A curated directory of open-source Rails apps.

OpenSourceRails started because I kept asking the same question: what do real Rails apps actually look like? Tutorials get you so far, but at some point you need to see how production applications handle complexity. Most open-source Rails projects are abandoned experiments, course exercises, or so over-engineered they confuse more than they help. I wanted a place that filtered for quality.

The site scraped GitHub to catalog what gems projects used, what frontend stacks they chose, how their app directories were structured, and when they last showed signs of life. When a project got added, a chain of background workers ran through GitHub’s API—grabbing stars, parsing Gemfiles, walking directory structures, categorizing everything into frontend and backend buckets.

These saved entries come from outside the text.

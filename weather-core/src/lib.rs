//! Core library for the weather dashboard backend.
//!
//! This crate defines:
//! - Configuration read from the environment
//! - The canonical weather/LLM data model
//! - A minimal transport client with uniform error translation
//! - Provider abstractions and factories for weather and LLM backends
//!
//! It is used by `weather-server`, but can also be reused by other binaries
//! or services. Nothing in here logs or holds state across requests.

pub mod config;
pub mod http;
pub mod llm;
pub mod model;
pub mod weather;

pub use config::Config;
pub use http::{HttpClient, HttpError};
pub use llm::LlmProvider;
pub use model::{
    AiResponse, Condition, CurrentConditions, ForecastHour, Location, WeatherData,
    WeatherForecast, WeatherSearchParams,
};
pub use weather::WeatherProvider;
use serde::{Deserialize, Serialize};

/// Search input for the weather providers.
///
/// `query` is either a free-text place name or a `"<lat>,<lon>"` pair; the
/// core forwards it verbatim to the upstream provider without parsing it.
#[derive(Debug, Clone, Serialize, Deserialize)]
pub struct WeatherSearchParams {
    pub query: String,
}

/// Canonical weather snapshot every provider adapter normalizes into.
///
/// Built in one expression inside the adapter and never mutated afterwards;
/// each instance is owned by the request that created it.
#[derive(Debug, Clone, PartialEq, Serialize, Deserialize)]
pub struct WeatherData {
    pub location: Location,
    pub current: CurrentConditions,
    #[serde(skip_serializing_if = "Option::is_none")]
    pub forecast: Option<WeatherForecast>,
}

#[derive(Debug, Clone, PartialEq, Serialize, Deserialize)]
pub struct Location {
    pub name: String,
    pub country: String,
    pub lat: f64,
    pub lon: f64,
    #[serde(skip_serializing_if = "Option::is_none")]
    pub localtime: Option<String>,
}

/// Current conditions in the provider's native units.
///
/// Temperature and feels-like are rounded to the nearest integer by the
/// adapter; the remaining numeric fields pass through unrounded.
#[derive(Debug, Clone, PartialEq, Serialize, Deserialize)]
#[serde(rename_all = "camelCase")]
pub struct CurrentConditions {
    pub temperature: i32,
    pub feels_like: i32,
    pub humidity: u8,
    pub pressure: f64,
    pub wind_speed: f64,
    pub wind_direction: String,
    pub visibility: f64,
    pub uv_index: f64,
    pub condition: Condition,
}

/// Free-text description, icon reference and numeric condition code, copied
/// verbatim from the provider. The code is presentation-only and not
/// validated here.
#[derive(Debug, Clone, PartialEq, Serialize, Deserialize)]
pub struct Condition {
    pub text: String,
    pub icon: String,
    pub code: u32,
}

/// One day's hourly breakdown, in the order the provider returned it.
#[derive(Debug, Clone, PartialEq, Serialize, Deserialize)]
pub struct WeatherForecast {
    pub date: String,
    pub hour: Vec<ForecastHour>,
}

/// Hourly temperatures stay unrounded, unlike the current-conditions block.
#[derive(Debug, Clone, PartialEq, Serialize, Deserialize)]
pub struct ForecastHour {
    pub time: String,
    pub temperature: f64,
    pub humidity: u8,
    #[serde(rename = "feelsLike")]
    pub feels_like: f64,
    pub chance_of_rain: u8,
    pub chance_of_snow: u8,
    pub condition: Condition,
}

/// Output of an LLM provider: a short free-text productivity tip.
#[derive(Debug, Clone, PartialEq, Serialize, Deserialize)]
pub struct AiResponse {
    pub suggestion: String,
}

#[cfg(test)]
mod tests {
    use super::*;
    use serde_json::json;

    fn sample() -> WeatherData {
        WeatherData {
            location: Location {
                name: "London".to_string(),
                country: "United Kingdom".to_string(),
                lat: 51.52,
                lon: -0.11,
                localtime: Some("2024-01-15 14:30".to_string()),
            },
            current: CurrentConditions {
                temperature: 8,
                feels_like: 6,
                humidity: 81,
                pressure: 29.91,
                wind_speed: 13.0,
                wind_direction: "WSW".to_string(),
                visibility: 10.0,
                uv_index: 1.0,
                condition: Condition {
                    text: "Partly cloudy".to_string(),
                    icon: "//cdn.weatherapi.com/weather/64x64/day/116.png".to_string(),
                    code: 1003,
                },
            },
            forecast: None,
        }
    }

    #[test]
    fn current_conditions_serialize_with_camel_case_wire_names() {
        let value = serde_json::to_value(sample()).expect("serialization must succeed");

        let current = &value["current"];
        assert_eq!(current["feelsLike"], json!(6));
        assert_eq!(current["windSpeed"], json!(13.0));
        assert_eq!(current["windDirection"], json!("WSW"));
        assert_eq!(current["uvIndex"], json!(1.0));
        assert_eq!(current["condition"]["code"], json!(1003));
    }

    #[test]
    fn absent_forecast_is_omitted_from_the_wire() {
        let value = serde_json::to_value(sample()).expect("serialization must succeed");
        assert!(value.get("forecast").is_none());
    }

    #[test]
    fn forecast_hour_keeps_mixed_wire_naming() {
        let hour = ForecastHour {
            time: "2024-01-15 00:00".to_string(),
            temperature: 10.0,
            humidity: 85,
            feels_like: 8.5,
            chance_of_rain: 20,
            chance_of_snow: 0,
            condition: Condition {
                text: "Partly cloudy".to_string(),
                icon: "//cdn.weatherapi.com/weather/64x64/night/116.png".to_string(),
                code: 1003,
            },
        };

        let value = serde_json::to_value(hour).expect("serialization must succeed");
        assert_eq!(value["feelsLike"], json!(8.5));
        assert_eq!(value["chance_of_rain"], json!(20));
        assert_eq!(value["chance_of_snow"], json!(0));
    }
}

All of it ran periodically to keep the data fresh without hammering rate limits.

There was a comparison tool too. Upload your Gemfile.lock and see how your choices stacked up against indexed projects. Each gem got ranked from dubious to popular based on usage across the catalog. Not gospel—plenty of solid gems are niche—but useful for spotting outliers.

The operating model was simple. I’d find repos on GitHub, scan them via a bookmarklet, clean up names and add logos in the admin panel. Scraping handled the grunt work; curation was the bottleneck. Always is.

Eventually I stopped maintaining it. The domain lapsed, someone else grabbed it, and now it’s gone. The code’s still on GitHub if anyone wants to resurrect the idea.